The New York Times reports that China will start requiring censorship software on PCs. One interesting quote stands out:

Zhang Chenming, general manager of Jinhui Computer System Engineering, a company that helped create Green Dam, said worries that the software could be used to censor a broad range of content or monitor Internet use were overblown. He insisted that the software, which neutralizes programs designed to override China’s so-called Great Firewall, could simply be deleted or temporarily turned off by the user. “A parent can still use this computer to go to porn,” he said.

In this post, I’d like to consider the different capabilities that software like this could give to the Chinese authorities, without getting too much into their motives.

Firstly, and most obviously, this software allows the authorities to do filtering of web sites and network services that originate inside or outside of the Great Firewall. By operating directly on a client machine, this filter can be aware of the operations of Tor, VPNs, and other firewall-evading software, allowing connections to a given target machine to be blocked, regardless of how the client tries to get there. (You can’t accomplish “surgical” Tor and VPN filtering if you’re only operating inside the network. You need to be on the end host to see where the connection is ultimately going.)

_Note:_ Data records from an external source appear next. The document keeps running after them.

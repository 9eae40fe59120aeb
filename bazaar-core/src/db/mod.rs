//! Database layer - role registry, sessions and repositories
//!
//! # Design Principles
//!
//! - One lazy pool per privilege role; grants live in the database
//! - One session per request, released on drop
//! - Feed enrichment in a single JOIN - no N+1 queries
//! - Database-generated identities, conflicts settled by constraints

pub mod grants;
pub mod migrations;
pub mod repos;
pub mod roles;
pub mod session;

pub use repos::*;
pub use roles::{Role, RoleRegistry};
pub use session::{Session, SessionConnection};
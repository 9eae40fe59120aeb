//! Smoke tests to verify command module wiring

use assert_cmd::Command;
use predicates::prelude::*;

fn bazaar() -> Command {
    let mut cmd = Command::cargo_bin("bazaar").unwrap();
    cmd.env_remove("BAZAAR_CONFIG").env_remove("RUST_LOG");
    cmd
}

#[test]
fn test_top_level_help_lists_commands() {
    bazaar()
        .arg("--help")
        .assert()
        .success()
        .stdout(predicate::str::contains("migrate"))
        .stdout(predicate::str::contains("feed"))
        .stdout(predicate::str::contains("register"));
}

#[test]
fn test_feed_help() {
    bazaar()
        .arg("feed")
        .arg("--help")
        .assert()
        .success()
        .stdout(predicate::str::contains("Profile id to compute"));
}

#[test]
fn test_migrate_help() {
    bazaar()
        .arg("migrate")
        .arg("--help")
        .assert()
        .success()
        .stdout(predicate::str::contains("--grants"));
}

#[test]
fn test_search_requires_keyword() {
    bazaar()
        .arg("search")
        .assert()
        .failure()
        .stderr(predicate::str::contains("<KEYWORD>"));
}

// === Config Command Tests ===

#[test]
fn test_config_path_honours_flag() {
    bazaar()
        .args(["--config", "/tmp/bazaar-smoke.toml", "config", "path"])
        .assert()
        .success()
        .stdout(predicate::str::contains("/tmp/bazaar-smoke.toml"));
}

#[test]
fn test_config_init_then_show_masks_passwords() {
    let dir = tempfile::tempdir().unwrap();
    let path = dir.path().join("config.toml");
    let path_arg = path.to_str().unwrap();

    bazaar()
        .args(["--config", path_arg, "config", "init"])
        .assert()
        .success()
        .stdout(predicate::str::contains("Created config"));
    assert!(path.exists());

    // Second init without --force refuses to overwrite
    bazaar()
        .args(["--config", path_arg, "config", "init"])
        .assert()
        .failure()
        .stderr(predicate::str::contains("--force"));

    bazaar()
        .args(["--config", path_arg, "config", "show"])
        .assert()
        .success()
        .stdout(predicate::str::contains("adverts_db"))
        .stdout(predicate::str::contains("********"))
        .stdout(predicate::str::contains("anon").not());
}
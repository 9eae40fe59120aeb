//! Privilege layout for the three login roles
//!
//! The roles themselves must already exist; this only grants.

use sqlx::PgPool;

use super::repos::DbError;
use super::roles::Role;
use crate::config::RolesConfig;

/// Tables `authorized_user` may insert into and delete from
const WRITABLE_TABLES: &str =
    "adv.adverts, adv.likes, adv.deals, adv.profiles, adv.customers, adv.sellers";

/// Quote a role name as a Postgres identifier.
fn quote_ident(name: &str) -> String {
    format!("\"{}\"", name.replace('"', "\"\""))
}

/// GRANT statements for one role, in execution order
pub fn statements_for(role: Role, login: &str) -> Vec<String> {
    let who = quote_ident(login);
    match role {
        Role::Admin => vec![
            format!("GRANT USAGE, CREATE ON SCHEMA adv TO {who}"),
            format!("GRANT ALL ON ALL TABLES IN SCHEMA adv TO {who}"),
            format!("GRANT ALL ON ALL SEQUENCES IN SCHEMA adv TO {who}"),
            format!("GRANT EXECUTE ON ALL FUNCTIONS IN SCHEMA adv TO {who}"),
        ],
        Role::AuthorizedUser => vec![
            format!("GRANT USAGE ON SCHEMA adv TO {who}"),
            format!("GRANT SELECT ON ALL TABLES IN SCHEMA adv TO {who}"),
            format!("GRANT INSERT, DELETE ON {WRITABLE_TABLES} TO {who}"),
            format!("GRANT USAGE ON ALL SEQUENCES IN SCHEMA adv TO {who}"),
            format!("GRANT EXECUTE ON FUNCTION adv.search_adverts(TEXT) TO {who}"),
        ],
        // Anonymous reads never see emails, phones or password hashes.
        // The feed LEFT JOINs likes and deals, so both stay readable here.
        Role::AnyUser => vec![
            format!("GRANT USAGE ON SCHEMA adv TO {who}"),
            format!("GRANT SELECT ON adv.adverts, adv.categories, adv.sellers TO {who}"),
            format!("GRANT SELECT (id, nickname, fio) ON adv.profiles TO {who}"),
            format!("GRANT SELECT ON adv.likes, adv.deals TO {who}"),
            format!("GRANT EXECUTE ON FUNCTION adv.search_adverts(TEXT) TO {who}"),
        ],
    }
}

/// Apply grants for every configured role. Run after migrations.
pub async fn apply(pool: &PgPool, roles: &RolesConfig) -> Result<(), DbError> {
    for role in Role::ALL {
        let login = &roles.credentials(role).user;
        for statement in statements_for(role, login) {
            sqlx::query(&statement).execute(pool).await?;
        }
        tracing::info!(%role, login = %login, "grants applied");
    }
    Ok(())
}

Software like this can do far more, since it can presumably be updated remotely to support any feature desired by the government authorities. This could be the ultimate “Big Brother Inside” feature. Not only can the authorities observe behavior or scan files within one given computer, but every computer now because a launching point for investigating other machines reachable over a local area network. If one such machine were connected, for example, to a private home network, behind a security firewall, the government software could still scan every other computer on the same private network, log every packet, and so forth. Would you be willing to give your friends the password to log into your private wireless network, knowing their machine might be running this software?

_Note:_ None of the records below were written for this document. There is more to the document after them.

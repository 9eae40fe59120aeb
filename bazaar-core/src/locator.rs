//! Request-scoped composition root
//!
//! One locator per request: it opens a single session for the chosen role,
//! builds every repository on that session and every service on those
//! repositories. Dropping the locator releases the session.

use std::sync::Arc;

use crate::db::{
    AdvertRepository, CategoryRepository, DealRepository, LikedRepository, PgAdvertRepository,
    PgCategoryRepository, PgDealRepository, PgLikedRepository, PgUserRepository, Role,
    RoleRegistry, Session, UserRepository,
};
use crate::models::Viewer;
use crate::services::{AdvertService, AuthService, CategoryService, DealsService, LikedService};

/// Repository set a locator builds its services from
pub struct Repositories {
    pub adverts: Arc<dyn AdvertRepository>,
    pub categories: Arc<dyn CategoryRepository>,
    pub deals: Arc<dyn DealRepository>,
    pub liked: Arc<dyn LikedRepository>,
    pub users: Arc<dyn UserRepository>,
}

impl Repositories {
    /// Postgres repositories sharing one session.
    pub fn postgres(session: &Arc<Session>) -> Self {
        Self {
            adverts: Arc::new(PgAdvertRepository::new(session.clone())),
            categories: Arc::new(PgCategoryRepository::new(session.clone())),
            deals: Arc::new(PgDealRepository::new(session.clone())),
            liked: Arc::new(PgLikedRepository::new(session.clone())),
            users: Arc::new(PgUserRepository::new(session.clone())),
        }
    }
}

pub struct ServiceLocator {
    session: Arc<Session>,
    adverts: AdvertService,
    categories: CategoryService,
    deals: DealsService,
    liked: LikedService,
    auth: AuthService,
}

impl ServiceLocator {
    /// Open a locator bound to `role`. No connection is taken until the
    /// first statement.
    pub fn open(registry: &RoleRegistry, role: Role) -> Self {
        let session = Arc::new(registry.session(role));
        let repositories = Repositories::postgres(&session);
        tracing::debug!(%role, "service locator opened");
        Self::from_parts(session, repositories)
    }

    /// `authorized_user` for a known viewer, `any_user` otherwise.
    pub fn for_viewer(registry: &RoleRegistry, viewer: Option<&Viewer>) -> Self {
        let role = match viewer {
            Some(_) => Role::AuthorizedUser,
            None => Role::AnyUser,
        };
        Self::open(registry, role)
    }

    /// Build over substituted repositories.
    pub fn from_parts(session: Arc<Session>, repositories: Repositories) -> Self {
        Self {
            session,
            adverts: AdvertService::new(repositories.adverts),
            categories: CategoryService::new(repositories.categories),
            deals: DealsService::new(repositories.deals),
            liked: LikedService::new(repositories.liked),
            auth: AuthService::new(repositories.users),
        }
    }

    pub fn role(&self) -> Role {
        self.session.role()
    }

    pub fn adverts(&self) -> &AdvertService {
        &self.adverts
    }

    pub fn categories(&self) -> &CategoryService {
        &self.categories
    }

    pub fn deals(&self) -> &DealsService {
        &self.deals
    }

    pub fn liked(&self) -> &LikedService {
        &self.liked
    }

    pub fn auth(&self) -> &AuthService {
        &self.auth
    }

    /// Hand the connection back to the pool now instead of on drop.
    pub async fn close(self) {
        self.session.close().await;
        tracing::debug!(role = %self.session.role(), "service locator closed");
    }
}

#[cfg(test)]
mod tests {
    use super::*;
    use crate::config::BazaarConfig;
    use crate::services::memory::MemoryStore;

    fn memory_repositories(store: &Arc<MemoryStore>) -> Repositories {
        Repositories {
            adverts: store.clone(),
            categories: store.clone(),
            deals: store.clone(),
            liked: store.clone(),
            users: store.clone(),
        }
    }

    #[tokio::test]
    async fn viewer_selects_role() {
        let registry = RoleRegistry::from_config(&BazaarConfig::default());
        let viewer = Viewer::new(1, "a@b.cd", "authorized_user");

        assert_eq!(ServiceLocator::for_viewer(&registry, None).role(), Role::AnyUser);
        assert_eq!(
            ServiceLocator::for_viewer(&registry, Some(&viewer)).role(),
            Role::AuthorizedUser
        );
        assert_eq!(ServiceLocator::open(&registry, Role::Admin).role(), Role::Admin);
    }

    #[tokio::test]
    async fn services_share_substituted_repositories() {
        let registry = RoleRegistry::from_config(&BazaarConfig::default());
        let store = MemoryStore::with_category(1, "Home");
        let session = Arc::new(registry.session(Role::AuthorizedUser));
        let locator = ServiceLocator::from_parts(session.clone(), memory_repositories(&store));

        let lamp = store.seed_advert("Lamp", 1, 5);
        locator.liked().add_to_liked(5, lamp).await.unwrap();

        let viewer = Viewer::new(5, "five@example.com", "authorized_user");
        let feed = locator.adverts().get_feed(Some(&viewer)).await.unwrap();
        assert!(feed[0].is_favorite && feed[0].is_created);

        locator.close().await;
        assert!(session.connection().await.is_err());
    }
}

Perhaps less ominously, software like this could also be used to force users to install security patches, to uninstall zombie/botnet systems, and perform other sorts of remote systems administration. I can’t imagine the difficulty in trying to run the Central Government Bureau of National Systems Administration (would they have a phone number you could call to complain when your computer isn’t working, and could they fix it remotely?), but the technological base is now there.

Of course, anybody who owns their own computer will be able to circumvent this software. If you control your machine, you can control what’s running on it. Maybe you can pretend to be running the software, maybe not. That would turn into a technological arms race which the authorities would ultimately fail to win, though they might succeed in creating enough fear, uncertainty, and doubt to deter would-be circumventors.

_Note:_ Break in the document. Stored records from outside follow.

//! Advert service
//!
//! Adds the rules the repository must not know about: ownership on delete,
//! input checks on search and date ranges, and the viewer flag policy for
//! feeds.

use std::sync::Arc;

use chrono::{DateTime, Utc};

use crate::db::AdvertRepository;
use crate::error::{Result, ServiceError};
use crate::models::{viewer_id, Advert, AdvertWithCategoryDto, NewAdvert, ValidationError, Viewer};

pub struct AdvertService {
    repo: Arc<dyn AdvertRepository>,
}

impl AdvertService {
    pub fn new(repo: Arc<dyn AdvertRepository>) -> Self {
        Self { repo }
    }

    /// Publish a listing. A constraint rejection (unknown category or seller)
    /// becomes `Conflict`.
    pub async fn create_advert(&self, advert: NewAdvert) -> Result<Advert> {
        self.repo.create(&advert).await?.ok_or_else(|| {
            ServiceError::Conflict(format!(
                "advert rejected for seller {} in category {}",
                advert.id_seller, advert.id_category
            ))
        })
    }

    pub async fn get_advert(&self, advert_id: i64) -> Result<Option<Advert>> {
        Ok(self.repo.get_by_id(advert_id).await?)
    }

    pub async fn get_all_adverts(&self) -> Result<Vec<Advert>> {
        Ok(self.repo.get_all().await?)
    }

    pub async fn get_adverts_by_user(&self, user_id: i64) -> Result<Vec<Advert>> {
        Ok(self.repo.get_by_seller(user_id).await?)
    }

    /// Whether `user_id` is the seller of `advert_id`.
    pub async fn is_created(&self, user_id: i64, advert_id: i64) -> Result<bool> {
        Ok(self.repo.is_owned_by(user_id, advert_id).await?)
    }

    /// Keyword search. A blank keyword matches nothing and skips the query.
    /// Other keywords are passed through as given, surrounding spaces included.
    pub async fn search_adverts(&self, keyword: &str) -> Result<Vec<Advert>> {
        if keyword.trim().is_empty() {
            return Ok(Vec::new());
        }
        Ok(self.repo.search(keyword).await?)
    }

    pub async fn filter_by_date_range(
        &self,
        start: DateTime<Utc>,
        end: DateTime<Utc>,
    ) -> Result<Vec<Advert>> {
        if start > end {
            return Err(ValidationError::OutOfRange {
                field: "date range",
                reason: "start must not be after end",
            }
            .into());
        }
        Ok(self.repo.filter_by_date_range(start, end).await?)
    }

    pub async fn get_adverts_by_category(&self, category_id: i64) -> Result<Vec<Advert>> {
        Ok(self.repo.get_by_category(category_id).await?)
    }

    /// Delete a listing on behalf of `user_id`.
    ///
    /// Absent adverts are `NotFound`; adverts owned by someone else are
    /// `PermissionDenied`. The repository filters by seller as well.
    pub async fn delete_advert(&self, advert_id: i64, user_id: i64) -> Result<()> {
        let advert = self
            .repo
            .get_by_id(advert_id)
            .await?
            .ok_or(ServiceError::NotFound {
                resource: "advert",
                id: advert_id,
            })?;

        if advert.id_seller != user_id {
            tracing::warn!(advert_id, user_id, seller_id = advert.id_seller, "delete by non-owner refused");
            return Err(ServiceError::PermissionDenied {
                reason: format!("user {user_id} does not own advert {advert_id}"),
            });
        }

        self.repo.delete(advert_id, user_id).await?;
        tracing::info!(advert_id, user_id, "advert deleted");
        Ok(())
    }

    /// Feed relative to `viewer`. Anonymous feeds never carry flags.
    pub async fn get_feed(&self, viewer: Option<&Viewer>) -> Result<Vec<AdvertWithCategoryDto>> {
        let mut rows = self.repo.get_feed(viewer_id(viewer)).await?;
        if viewer.is_none() {
            rows.iter_mut().for_each(AdvertWithCategoryDto::clear_viewer_flags);
        }
        Ok(rows)
    }

    /// Category feed; `is_created` is derived here from the known viewer.
    pub async fn get_feed_by_category(
        &self,
        category_id: i64,
        viewer: Option<&Viewer>,
    ) -> Result<Vec<AdvertWithCategoryDto>> {
        let mut rows = self
            .repo
            .get_feed_by_category(category_id, viewer_id(viewer))
            .await?;

        match viewer {
            Some(viewer) => rows.iter_mut().for_each(|row| row.mark_created_for(viewer.id)),
            None => rows.iter_mut().for_each(AdvertWithCategoryDto::clear_viewer_flags),
        }
        Ok(rows)
    }
}

#[cfg(test)]
mod tests {
    use super::*;
    use crate::services::memory::MemoryStore;
    use chrono::Duration;

    fn service(store: &Arc<MemoryStore>) -> AdvertService {
        AdvertService::new(store.clone())
    }

    fn viewer(id: i64) -> Viewer {
        Viewer::new(id, format!("user{id}@example.com"), "authorized_user")
    }

    #[tokio::test]
    async fn create_returns_stored_active_advert() {
        let store = MemoryStore::with_category(1, "Home");
        let adverts = service(&store);

        let advert = adverts
            .create_advert(NewAdvert::new("Lamp", "", 1, 500, 1).unwrap())
            .await
            .unwrap();
        assert_eq!(advert.status, 1);
        assert_eq!(advert.price, 500);

        let fetched = adverts.get_advert(advert.id).await.unwrap().unwrap();
        assert_eq!(fetched, advert);
    }

    #[tokio::test]
    async fn create_in_unknown_category_is_conflict() {
        let store = MemoryStore::with_category(1, "Home");
        let err = service(&store)
            .create_advert(NewAdvert::new("Lamp", "", 99, 500, 1).unwrap())
            .await
            .unwrap_err();
        assert!(matches!(err, ServiceError::Conflict(_)));
    }

    #[tokio::test]
    async fn delete_distinguishes_missing_from_foreign() {
        let store = MemoryStore::with_category(1, "Home");
        let adverts = service(&store);
        let lamp = store.seed_advert("Lamp", 1, 1);

        let err = adverts.delete_advert(lamp + 100, 1).await.unwrap_err();
        assert!(err.is_not_found());

        let err = adverts.delete_advert(lamp, 2).await.unwrap_err();
        assert!(err.is_permission_denied());
        assert!(adverts.get_advert(lamp).await.unwrap().is_some());

        adverts.delete_advert(lamp, 1).await.unwrap();
        assert!(adverts.get_advert(lamp).await.unwrap().is_none());
    }

    #[tokio::test]
    async fn blank_search_skips_repository() {
        let store = MemoryStore::with_category(1, "Home");
        store.seed_advert("Lamp", 1, 1);
        let adverts = service(&store);

        assert!(adverts.search_adverts("   ").await.unwrap().is_empty());
        assert_eq!(store.search_calls(), 0);

        let found = adverts.search_adverts("Lam").await.unwrap();
        assert_eq!(found.len(), 1);
        assert_eq!(store.search_calls(), 1);
    }

    #[tokio::test]
    async fn search_keeps_surrounding_spaces() {
        let store = MemoryStore::with_category(1, "Home");
        let spaced = store.seed_advert("Desk lamp", 1, 1);
        store.seed_advert("Desklamp", 1, 1);
        let adverts = service(&store);

        let found = adverts.search_adverts("Desk ").await.unwrap();
        assert_eq!(found.len(), 1);
        assert_eq!(found[0].id, spaced);
    }

    #[tokio::test]
    async fn inverted_date_range_is_rejected() {
        let store = MemoryStore::with_category(1, "Home");
        let now = Utc::now();
        let err = service(&store)
            .filter_by_date_range(now, now - Duration::days(1))
            .await
            .unwrap_err();
        assert!(matches!(err, ServiceError::Validation(_)));
    }

    #[tokio::test]
    async fn anonymous_feed_has_no_flags() {
        let store = MemoryStore::with_category(1, "Home");
        let lamp = store.seed_advert("Lamp", 1, 1);
        store.seed_like(1, lamp);
        // A misbehaving repository must not leak flags to anonymous viewers
        store.leak_flags(true);

        let rows = service(&store).get_feed(None).await.unwrap();
        assert_eq!(rows.len(), 1);
        assert!(rows.iter().all(|r| !r.is_favorite && !r.is_bought && !r.is_created));
    }

    #[tokio::test]
    async fn viewer_feed_marks_own_and_liked_rows() {
        let store = MemoryStore::with_category(1, "Home");
        let own = store.seed_advert("Lamp", 1, 7);
        let other = store.seed_advert("Chair", 1, 8);
        store.seed_like(7, other);

        let rows = service(&store).get_feed(Some(&viewer(7))).await.unwrap();
        let own_row = rows.iter().find(|r| r.id == own).unwrap();
        let other_row = rows.iter().find(|r| r.id == other).unwrap();
        assert!(own_row.is_created && !own_row.is_favorite);
        assert!(!other_row.is_created && other_row.is_favorite);
        assert_eq!(other_row.category_name.as_deref(), Some("Home"));
    }

    #[tokio::test]
    async fn category_feed_derives_created_flag() {
        let store = MemoryStore::with_category(1, "Home");
        store.add_category(2, "Garden");
        let own = store.seed_advert("Lamp", 1, 7);
        store.seed_advert("Rake", 2, 7);
        store.seed_advert("Chair", 1, 8);

        let rows = service(&store)
            .get_feed_by_category(1, Some(&viewer(7)))
            .await
            .unwrap();
        assert_eq!(rows.len(), 2);
        for row in &rows {
            assert_eq!(row.is_created, row.id == own);
        }
    }
}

This software will also have a notable impact in Internet cafes, schools, and other sorts of “public” computing resources, which are exactly the sorts of places that people might go when they want to hide their identity, and where the authorities could have physical audits to check for compliance.

Big Brother is watching.

Comments

  1. I’m a PC user from this crazy country , I hate this spy-ware, it’s just wasting of this country’s money and killing the freedom of thought. By the way, I’m not afraid of spy-ware they created for PCs, but when they embedded that into Router or somewhere else, we’ll have none choice but loose the freedom on the internet.

  2. So for the “Great Firewall” its something that I assume many computer users don’t directly interact with. Now that they are putting software on end users computers it seems that the censorship will be staring them in the face in a way that is more obvious. And maybe that is a good thing. The more the chinese realize they are being denied basic online freedoms they more likely they will want change.

    In Iran if the government had let the reformist win nothing much would have happened (the president has no real power). But now that Iranians realize that they basically live in a dictorship and the government ignores their voice they are pissed.

    Who knows maybe not but one can hope.

    Jill
    Inside Houston

  3. Thanks. Very interesting article

  4. Very interesting Big Brother stuff, just wonder how long it will take the hackers to bypass this stuff. My guess, not to long. Freedom will find a way.
    -Sally
    Speed Cleaning

  5. Anonymous says

    Dan, it’s not “censorware”, as no end user is required to install or run it. It’s a 1-year free anti-malware license. PC makers are not required to preinstall Green Dam either.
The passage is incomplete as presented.